··· Input for this task
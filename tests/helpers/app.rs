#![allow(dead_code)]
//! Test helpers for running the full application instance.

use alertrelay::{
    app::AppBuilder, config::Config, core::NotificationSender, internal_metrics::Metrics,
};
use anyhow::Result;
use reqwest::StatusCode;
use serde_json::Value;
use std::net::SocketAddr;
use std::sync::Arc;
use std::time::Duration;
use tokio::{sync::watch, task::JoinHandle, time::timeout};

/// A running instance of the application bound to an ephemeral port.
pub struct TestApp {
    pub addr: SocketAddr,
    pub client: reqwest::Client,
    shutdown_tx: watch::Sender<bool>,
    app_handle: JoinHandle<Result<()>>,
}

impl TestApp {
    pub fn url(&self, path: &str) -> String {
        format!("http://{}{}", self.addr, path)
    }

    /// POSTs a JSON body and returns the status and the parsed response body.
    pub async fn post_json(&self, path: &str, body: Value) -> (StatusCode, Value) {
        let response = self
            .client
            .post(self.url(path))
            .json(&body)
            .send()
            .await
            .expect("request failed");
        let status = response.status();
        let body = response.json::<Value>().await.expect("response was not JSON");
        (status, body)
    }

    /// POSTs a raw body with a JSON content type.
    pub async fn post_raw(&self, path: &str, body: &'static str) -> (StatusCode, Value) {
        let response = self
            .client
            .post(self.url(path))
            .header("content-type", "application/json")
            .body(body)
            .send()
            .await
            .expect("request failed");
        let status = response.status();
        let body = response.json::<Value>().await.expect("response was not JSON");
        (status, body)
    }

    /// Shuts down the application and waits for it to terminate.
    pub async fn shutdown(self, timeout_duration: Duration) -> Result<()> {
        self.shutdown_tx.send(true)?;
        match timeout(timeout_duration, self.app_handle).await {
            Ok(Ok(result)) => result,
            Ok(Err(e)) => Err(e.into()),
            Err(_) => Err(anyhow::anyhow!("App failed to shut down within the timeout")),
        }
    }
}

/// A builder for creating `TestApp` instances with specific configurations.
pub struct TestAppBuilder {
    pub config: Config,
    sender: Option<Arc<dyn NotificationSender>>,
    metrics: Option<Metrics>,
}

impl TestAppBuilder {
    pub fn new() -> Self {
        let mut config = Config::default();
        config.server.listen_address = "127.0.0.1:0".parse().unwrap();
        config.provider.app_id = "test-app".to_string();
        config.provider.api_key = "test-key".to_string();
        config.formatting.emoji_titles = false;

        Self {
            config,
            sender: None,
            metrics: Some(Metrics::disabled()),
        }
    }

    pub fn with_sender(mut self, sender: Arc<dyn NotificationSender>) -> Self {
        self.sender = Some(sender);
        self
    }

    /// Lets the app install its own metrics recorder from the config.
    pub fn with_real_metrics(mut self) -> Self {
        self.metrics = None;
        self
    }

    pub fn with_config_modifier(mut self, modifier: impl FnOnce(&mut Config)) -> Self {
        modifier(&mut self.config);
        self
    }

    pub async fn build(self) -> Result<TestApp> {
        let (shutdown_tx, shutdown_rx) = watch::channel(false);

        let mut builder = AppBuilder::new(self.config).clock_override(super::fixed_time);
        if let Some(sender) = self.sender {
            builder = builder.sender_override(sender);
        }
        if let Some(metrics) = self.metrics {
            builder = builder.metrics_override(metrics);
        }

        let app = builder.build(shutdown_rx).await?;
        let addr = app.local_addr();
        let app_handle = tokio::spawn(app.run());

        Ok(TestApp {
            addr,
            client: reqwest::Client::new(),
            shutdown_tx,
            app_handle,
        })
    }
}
······
Work task:
Give the data back in full, exactly as written.

Result of the exercise:
filename tests/helpers/app.rs
#![allow(dead_code)]
//! Test helpers for running the full application instance.

use alertrelay::{
    app::AppBuilder, config::Config, core::NotificationSender, internal_metrics::Metrics,
};
use anyhow::Result;
use reqwest::StatusCode;
use serde_json::Value;
use std::net::SocketAddr;
use std::sync::Arc;
use std::time::Duration;
use tokio::{sync::watch, task::JoinHandle, time::timeout};

/// A running instance of the application bound to an ephemeral port.
pub struct TestApp {
    pub addr: SocketAddr,
    pub client: reqwest::Client,
    shutdown_tx: watch::Sender<bool>,
    app_handle: JoinHandle<Result<()>>,
}

impl TestApp {
    pub fn url(&self, path: &str) -> String {
        format!("http://{}{}", self.addr, path)
    }

    /// POSTs a JSON body and returns the status and the parsed response body.
    pub async fn post_json(&self, path: &str, body: Value) -> (StatusCode, Value) {
        let response = self
            .client
            .post(self.url(path))
            .json(&body)
            .send()
            .await
            .expect("request failed");
        let status = response.status();
        let body = response.json::<Value>().await.expect("response was not JSON");
        (status, body)
    }

    /// POSTs a raw body with a JSON content type.
    pub async fn post_raw(&self, path: &str, body: &'static str) -> (StatusCode, Value) {
        let response = self
            .client
            .post(self.url(path))
            .header("content-type", "application/json")
            .body(body)
            .send()
            .await
            .expect("request failed");
        let status = response.status();
        let body = response.json::<Value>().await.expect("response was not JSON");
        (status, body)
    }

    /// Shuts down the application and waits for it to terminate.
    pub async fn shutdown(self, timeout_duration: Duration) -> Result<()> {
        self.shutdown_tx.send(true)?;
        match timeout(timeout_duration, self.app_handle).await {
            Ok(Ok(result)) => result,
            Ok(Err(e)) => Err(e.into()),
            Err(_) => Err(anyhow::anyhow!("App failed to shut down within the timeout")),
        }
    }
}

/// A builder for creating `TestApp` instances with specific configurations.
pub struct TestAppBuilder {
    pub config: Config,
    sender: Option<Arc<dyn NotificationSender>>,
    metrics: Option<Metrics>,
}

impl TestAppBuilder {
    pub fn new() -> Self {
        let mut config = Config::default();
        config.server.listen_address = "127.0.0.1:0".parse().unwrap();
        config.provider.app_id = "test-app".to_string();
        config.provider.api_key = "test-key".to_string();
        config.formatting.emoji_titles = false;

        Self {
            config,
            sender: None,
            metrics: Some(Metrics::disabled()),
        }
    }

    pub fn with_sender(mut self, sender: Arc<dyn NotificationSender>) -> Self {
        self.sender = Some(sender);
        self
    }

    /// Lets the app install its own metrics recorder from the config.
    pub fn with_real_metrics(mut self) -> Self {
        self.metrics = None;
        self
    }

    pub fn with_config_modifier(mut self, modifier: impl FnOnce(&mut Config)) -> Self {
        modifier(&mut self.config);
        self
    }

    pub async fn build(self) -> Result<TestApp> {
        let (shutdown_tx, shutdown_rx) = watch::channel(false);

        let mut builder = AppBuilder::new(self.config).clock_override(super::fixed_time);
        if let Some(sender) = self.sender {
            builder = builder.sender_override(sender);
        }
        if let Some(metrics) = self.metrics {
            builder = builder.metrics_override(metrics);
        }

        let app = builder.build(shutdown_rx).await?;
        let addr = app.local_addr();
        let app_handle = tokio::spawn(app.run());

        Ok(TestApp {
            addr,
            client: reqwest::Client::new(),
            shutdown_tx,
            app_handle,
        })
    }
}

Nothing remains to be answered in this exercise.